- **What this task involves**
Start at the line below containing "--overrides config/overrides.yaml \" and stop at the line containing "use std::sync::Arc;". Repeat every line of that stretch exactly, and nothing outside it.

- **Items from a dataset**
----
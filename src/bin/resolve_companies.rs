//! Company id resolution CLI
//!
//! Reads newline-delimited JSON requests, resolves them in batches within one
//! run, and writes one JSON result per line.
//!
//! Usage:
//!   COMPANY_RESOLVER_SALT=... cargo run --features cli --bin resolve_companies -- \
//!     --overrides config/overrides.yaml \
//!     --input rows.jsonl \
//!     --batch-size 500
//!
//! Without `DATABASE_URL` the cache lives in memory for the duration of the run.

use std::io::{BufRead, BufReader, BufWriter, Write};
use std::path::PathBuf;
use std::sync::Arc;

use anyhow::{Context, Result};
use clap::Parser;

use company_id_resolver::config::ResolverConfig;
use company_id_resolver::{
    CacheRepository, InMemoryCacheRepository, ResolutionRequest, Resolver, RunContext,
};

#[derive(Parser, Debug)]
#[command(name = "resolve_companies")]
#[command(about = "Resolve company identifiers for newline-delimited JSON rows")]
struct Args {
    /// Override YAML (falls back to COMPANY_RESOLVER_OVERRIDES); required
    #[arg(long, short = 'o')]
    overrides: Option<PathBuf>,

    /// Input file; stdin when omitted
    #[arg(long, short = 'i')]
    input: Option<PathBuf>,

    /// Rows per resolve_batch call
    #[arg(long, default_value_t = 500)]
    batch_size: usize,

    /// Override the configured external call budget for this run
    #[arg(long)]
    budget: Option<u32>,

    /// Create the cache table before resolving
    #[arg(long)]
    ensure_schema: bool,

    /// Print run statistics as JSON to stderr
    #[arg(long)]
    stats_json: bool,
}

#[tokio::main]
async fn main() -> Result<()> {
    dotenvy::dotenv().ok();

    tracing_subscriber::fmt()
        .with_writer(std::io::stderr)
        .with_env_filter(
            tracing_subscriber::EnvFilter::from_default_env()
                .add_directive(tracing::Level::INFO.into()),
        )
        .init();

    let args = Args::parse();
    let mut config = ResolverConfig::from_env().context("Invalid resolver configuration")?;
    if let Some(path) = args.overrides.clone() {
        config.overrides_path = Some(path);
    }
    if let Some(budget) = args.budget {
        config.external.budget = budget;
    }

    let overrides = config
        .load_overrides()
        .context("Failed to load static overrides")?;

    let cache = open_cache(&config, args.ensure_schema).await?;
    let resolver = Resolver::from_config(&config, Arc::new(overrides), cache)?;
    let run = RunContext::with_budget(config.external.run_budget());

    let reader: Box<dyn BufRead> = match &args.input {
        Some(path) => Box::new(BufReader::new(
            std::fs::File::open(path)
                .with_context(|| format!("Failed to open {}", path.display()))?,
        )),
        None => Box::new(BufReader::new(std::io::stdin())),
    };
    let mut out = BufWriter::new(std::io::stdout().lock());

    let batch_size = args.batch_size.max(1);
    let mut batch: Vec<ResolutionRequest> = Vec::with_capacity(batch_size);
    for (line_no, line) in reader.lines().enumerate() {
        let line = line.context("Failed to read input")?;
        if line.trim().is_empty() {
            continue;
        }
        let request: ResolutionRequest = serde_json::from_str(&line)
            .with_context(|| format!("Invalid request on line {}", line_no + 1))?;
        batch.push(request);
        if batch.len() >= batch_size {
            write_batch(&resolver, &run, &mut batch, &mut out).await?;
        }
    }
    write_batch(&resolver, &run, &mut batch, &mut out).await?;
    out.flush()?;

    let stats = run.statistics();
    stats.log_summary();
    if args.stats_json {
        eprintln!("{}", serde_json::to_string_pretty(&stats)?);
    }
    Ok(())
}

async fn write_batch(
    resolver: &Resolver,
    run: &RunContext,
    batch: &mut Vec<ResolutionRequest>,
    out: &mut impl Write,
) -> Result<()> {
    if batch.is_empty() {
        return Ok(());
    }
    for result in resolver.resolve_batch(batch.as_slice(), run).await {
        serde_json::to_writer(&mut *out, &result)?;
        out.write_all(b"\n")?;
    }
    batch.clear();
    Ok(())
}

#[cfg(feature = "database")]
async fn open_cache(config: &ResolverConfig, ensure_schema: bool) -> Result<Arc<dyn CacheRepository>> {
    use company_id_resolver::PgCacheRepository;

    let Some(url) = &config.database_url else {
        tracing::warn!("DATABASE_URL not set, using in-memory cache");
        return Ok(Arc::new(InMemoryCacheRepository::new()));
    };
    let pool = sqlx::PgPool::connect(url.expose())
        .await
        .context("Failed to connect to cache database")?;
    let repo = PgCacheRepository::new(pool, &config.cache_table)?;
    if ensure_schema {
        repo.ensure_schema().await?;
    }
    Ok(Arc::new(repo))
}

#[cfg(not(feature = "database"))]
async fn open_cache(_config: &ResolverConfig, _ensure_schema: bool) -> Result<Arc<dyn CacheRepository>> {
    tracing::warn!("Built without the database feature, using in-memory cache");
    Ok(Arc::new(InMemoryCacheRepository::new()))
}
----
- **Reply**
//!     --overrides config/overrides.yaml \
//!     --input rows.jsonl \
//!     --batch-size 500
//!
//! Without `DATABASE_URL` the cache lives in memory for the duration of the run.

use std::io::{BufRead, BufReader, BufWriter, Write};
use std::path::PathBuf;
use std::sync::Arc;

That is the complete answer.